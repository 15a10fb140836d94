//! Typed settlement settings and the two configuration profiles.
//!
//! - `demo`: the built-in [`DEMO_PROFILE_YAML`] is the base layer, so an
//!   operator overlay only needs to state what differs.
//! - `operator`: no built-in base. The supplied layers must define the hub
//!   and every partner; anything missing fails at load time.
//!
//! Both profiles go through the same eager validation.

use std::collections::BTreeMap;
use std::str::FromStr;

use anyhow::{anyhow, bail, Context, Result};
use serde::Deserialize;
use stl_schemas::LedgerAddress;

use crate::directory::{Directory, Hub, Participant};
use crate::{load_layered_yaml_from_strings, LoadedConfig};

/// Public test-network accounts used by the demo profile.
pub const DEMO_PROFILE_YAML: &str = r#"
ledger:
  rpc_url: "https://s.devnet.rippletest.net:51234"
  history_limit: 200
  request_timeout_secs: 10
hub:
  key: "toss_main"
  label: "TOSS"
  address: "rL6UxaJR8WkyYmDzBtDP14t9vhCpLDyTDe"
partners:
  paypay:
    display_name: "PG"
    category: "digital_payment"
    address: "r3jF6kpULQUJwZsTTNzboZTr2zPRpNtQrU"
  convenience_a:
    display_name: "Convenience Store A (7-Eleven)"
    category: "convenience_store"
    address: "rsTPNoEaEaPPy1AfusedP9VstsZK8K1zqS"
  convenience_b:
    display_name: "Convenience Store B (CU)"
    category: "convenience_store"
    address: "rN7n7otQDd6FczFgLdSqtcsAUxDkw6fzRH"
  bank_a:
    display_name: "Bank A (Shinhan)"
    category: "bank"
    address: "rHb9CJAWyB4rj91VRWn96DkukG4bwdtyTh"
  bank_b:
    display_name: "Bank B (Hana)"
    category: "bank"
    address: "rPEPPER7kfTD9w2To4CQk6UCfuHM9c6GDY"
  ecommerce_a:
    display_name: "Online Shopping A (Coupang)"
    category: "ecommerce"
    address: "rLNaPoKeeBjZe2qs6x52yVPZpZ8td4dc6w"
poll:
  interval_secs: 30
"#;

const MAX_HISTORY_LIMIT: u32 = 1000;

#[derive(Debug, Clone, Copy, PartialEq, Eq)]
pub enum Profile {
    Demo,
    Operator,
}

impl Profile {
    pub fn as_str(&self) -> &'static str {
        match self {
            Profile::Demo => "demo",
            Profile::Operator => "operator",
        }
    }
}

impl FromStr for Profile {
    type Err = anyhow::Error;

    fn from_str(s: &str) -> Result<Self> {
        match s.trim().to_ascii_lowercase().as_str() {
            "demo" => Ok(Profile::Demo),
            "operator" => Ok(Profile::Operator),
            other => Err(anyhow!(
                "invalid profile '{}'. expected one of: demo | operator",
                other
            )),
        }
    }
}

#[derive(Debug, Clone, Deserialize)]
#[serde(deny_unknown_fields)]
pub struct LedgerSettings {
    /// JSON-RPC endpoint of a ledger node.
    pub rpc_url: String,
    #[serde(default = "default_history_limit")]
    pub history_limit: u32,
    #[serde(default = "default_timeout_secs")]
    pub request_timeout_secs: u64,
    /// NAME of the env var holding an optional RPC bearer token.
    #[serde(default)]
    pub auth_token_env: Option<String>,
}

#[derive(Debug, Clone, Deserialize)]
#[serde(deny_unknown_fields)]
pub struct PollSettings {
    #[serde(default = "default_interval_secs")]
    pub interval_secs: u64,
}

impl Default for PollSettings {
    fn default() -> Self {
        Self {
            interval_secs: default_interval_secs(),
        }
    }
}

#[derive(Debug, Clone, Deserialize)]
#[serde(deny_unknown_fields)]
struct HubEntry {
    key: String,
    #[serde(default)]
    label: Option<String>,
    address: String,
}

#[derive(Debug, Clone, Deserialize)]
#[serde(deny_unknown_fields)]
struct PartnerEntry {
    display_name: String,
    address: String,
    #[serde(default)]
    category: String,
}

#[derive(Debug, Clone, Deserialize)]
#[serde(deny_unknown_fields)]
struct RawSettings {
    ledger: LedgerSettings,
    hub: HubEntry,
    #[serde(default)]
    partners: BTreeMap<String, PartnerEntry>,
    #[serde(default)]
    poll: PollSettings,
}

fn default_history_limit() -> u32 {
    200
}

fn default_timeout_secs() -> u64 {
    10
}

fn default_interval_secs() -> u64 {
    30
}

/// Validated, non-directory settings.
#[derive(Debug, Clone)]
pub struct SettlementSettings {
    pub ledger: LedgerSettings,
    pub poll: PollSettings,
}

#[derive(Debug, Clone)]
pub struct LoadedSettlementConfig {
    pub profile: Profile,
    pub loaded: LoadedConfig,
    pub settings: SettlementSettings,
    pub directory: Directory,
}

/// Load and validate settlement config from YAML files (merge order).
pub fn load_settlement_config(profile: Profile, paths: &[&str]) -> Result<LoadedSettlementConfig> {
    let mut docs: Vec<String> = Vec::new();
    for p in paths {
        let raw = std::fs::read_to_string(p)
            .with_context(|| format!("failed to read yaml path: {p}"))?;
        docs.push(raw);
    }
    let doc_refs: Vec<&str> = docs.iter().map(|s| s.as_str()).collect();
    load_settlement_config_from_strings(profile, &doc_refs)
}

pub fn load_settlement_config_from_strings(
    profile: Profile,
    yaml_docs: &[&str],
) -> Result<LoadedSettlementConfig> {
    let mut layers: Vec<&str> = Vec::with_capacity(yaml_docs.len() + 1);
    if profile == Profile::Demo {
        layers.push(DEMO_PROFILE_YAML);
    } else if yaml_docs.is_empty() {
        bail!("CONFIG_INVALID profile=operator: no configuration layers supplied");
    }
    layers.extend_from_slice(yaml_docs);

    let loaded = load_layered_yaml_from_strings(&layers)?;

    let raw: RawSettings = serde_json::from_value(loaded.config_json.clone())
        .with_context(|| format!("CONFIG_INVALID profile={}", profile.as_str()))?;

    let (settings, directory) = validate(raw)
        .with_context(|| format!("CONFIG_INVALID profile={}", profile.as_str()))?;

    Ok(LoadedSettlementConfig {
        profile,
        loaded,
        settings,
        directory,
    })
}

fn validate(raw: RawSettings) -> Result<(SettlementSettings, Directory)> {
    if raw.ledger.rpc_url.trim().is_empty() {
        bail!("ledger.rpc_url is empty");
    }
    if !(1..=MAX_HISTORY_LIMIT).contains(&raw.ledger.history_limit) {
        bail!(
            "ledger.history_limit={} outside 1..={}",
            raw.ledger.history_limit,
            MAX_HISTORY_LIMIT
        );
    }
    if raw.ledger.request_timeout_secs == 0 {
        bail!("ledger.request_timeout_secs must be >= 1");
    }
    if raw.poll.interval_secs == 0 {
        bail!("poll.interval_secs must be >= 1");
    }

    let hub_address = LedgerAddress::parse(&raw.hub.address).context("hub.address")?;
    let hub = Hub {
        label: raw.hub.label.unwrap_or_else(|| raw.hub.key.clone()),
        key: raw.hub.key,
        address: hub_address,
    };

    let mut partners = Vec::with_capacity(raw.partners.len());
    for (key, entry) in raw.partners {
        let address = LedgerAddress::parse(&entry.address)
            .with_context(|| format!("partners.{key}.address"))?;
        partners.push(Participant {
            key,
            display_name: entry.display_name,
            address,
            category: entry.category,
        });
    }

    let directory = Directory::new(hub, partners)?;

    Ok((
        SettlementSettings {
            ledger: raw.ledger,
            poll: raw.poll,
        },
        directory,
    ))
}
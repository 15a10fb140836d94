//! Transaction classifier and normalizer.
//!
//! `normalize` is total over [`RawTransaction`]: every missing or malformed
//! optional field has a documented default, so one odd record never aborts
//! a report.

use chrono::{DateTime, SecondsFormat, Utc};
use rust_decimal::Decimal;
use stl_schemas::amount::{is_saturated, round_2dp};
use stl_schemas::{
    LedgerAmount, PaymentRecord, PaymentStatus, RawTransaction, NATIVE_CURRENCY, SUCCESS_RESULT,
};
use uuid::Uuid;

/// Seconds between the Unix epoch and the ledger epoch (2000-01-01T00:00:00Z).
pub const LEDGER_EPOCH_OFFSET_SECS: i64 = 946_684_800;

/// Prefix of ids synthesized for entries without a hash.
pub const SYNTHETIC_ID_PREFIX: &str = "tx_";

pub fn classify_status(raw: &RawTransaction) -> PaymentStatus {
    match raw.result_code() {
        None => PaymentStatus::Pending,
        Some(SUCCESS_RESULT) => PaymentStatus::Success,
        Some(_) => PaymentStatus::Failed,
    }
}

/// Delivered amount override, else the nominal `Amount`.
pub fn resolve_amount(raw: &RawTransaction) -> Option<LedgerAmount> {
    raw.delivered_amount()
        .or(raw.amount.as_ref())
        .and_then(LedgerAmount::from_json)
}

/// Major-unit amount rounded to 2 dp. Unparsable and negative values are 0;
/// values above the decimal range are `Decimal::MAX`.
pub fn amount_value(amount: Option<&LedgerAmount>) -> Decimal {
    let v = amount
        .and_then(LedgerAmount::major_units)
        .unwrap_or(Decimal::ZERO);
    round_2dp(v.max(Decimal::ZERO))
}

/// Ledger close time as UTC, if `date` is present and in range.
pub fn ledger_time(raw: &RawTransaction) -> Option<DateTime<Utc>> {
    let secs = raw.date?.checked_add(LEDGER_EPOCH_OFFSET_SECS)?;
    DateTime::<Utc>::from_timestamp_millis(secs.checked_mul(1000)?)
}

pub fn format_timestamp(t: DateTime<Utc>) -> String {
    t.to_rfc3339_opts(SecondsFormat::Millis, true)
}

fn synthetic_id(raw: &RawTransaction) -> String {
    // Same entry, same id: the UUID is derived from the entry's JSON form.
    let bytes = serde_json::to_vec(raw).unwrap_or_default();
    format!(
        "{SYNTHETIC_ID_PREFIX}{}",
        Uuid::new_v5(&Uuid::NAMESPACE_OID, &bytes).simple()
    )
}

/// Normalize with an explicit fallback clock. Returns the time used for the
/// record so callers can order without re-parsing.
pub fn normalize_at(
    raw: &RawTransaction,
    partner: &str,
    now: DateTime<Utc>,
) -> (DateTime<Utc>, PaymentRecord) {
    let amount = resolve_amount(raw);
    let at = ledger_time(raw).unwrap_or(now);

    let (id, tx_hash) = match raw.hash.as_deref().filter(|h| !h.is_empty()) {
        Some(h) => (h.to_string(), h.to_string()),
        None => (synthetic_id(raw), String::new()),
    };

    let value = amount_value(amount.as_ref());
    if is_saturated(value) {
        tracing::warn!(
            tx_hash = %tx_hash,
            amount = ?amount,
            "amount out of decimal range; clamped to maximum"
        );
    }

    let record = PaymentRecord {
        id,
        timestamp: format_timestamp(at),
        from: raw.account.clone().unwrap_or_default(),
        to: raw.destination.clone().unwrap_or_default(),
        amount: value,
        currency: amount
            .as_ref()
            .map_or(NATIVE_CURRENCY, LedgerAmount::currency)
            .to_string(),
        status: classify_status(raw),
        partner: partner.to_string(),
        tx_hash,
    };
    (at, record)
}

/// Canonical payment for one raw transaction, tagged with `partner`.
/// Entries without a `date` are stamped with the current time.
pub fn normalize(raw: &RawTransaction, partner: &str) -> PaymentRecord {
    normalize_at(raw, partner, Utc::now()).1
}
——
- Work item -
The required output is every line above from the one with "pub fn format_timestamp(t: DateTime<Utc>)" down to the one with "entry's JSON form.", restated word for word, ends included.

- Result for this task -
pub fn format_timestamp(t: DateTime<Utc>) -> String {
    t.to_rfc3339_opts(SecondsFormat::Millis, true)
}

fn synthetic_id(raw: &RawTransaction) -> String {
    // Same entry, same id: the UUID is derived from the entry's JSON form.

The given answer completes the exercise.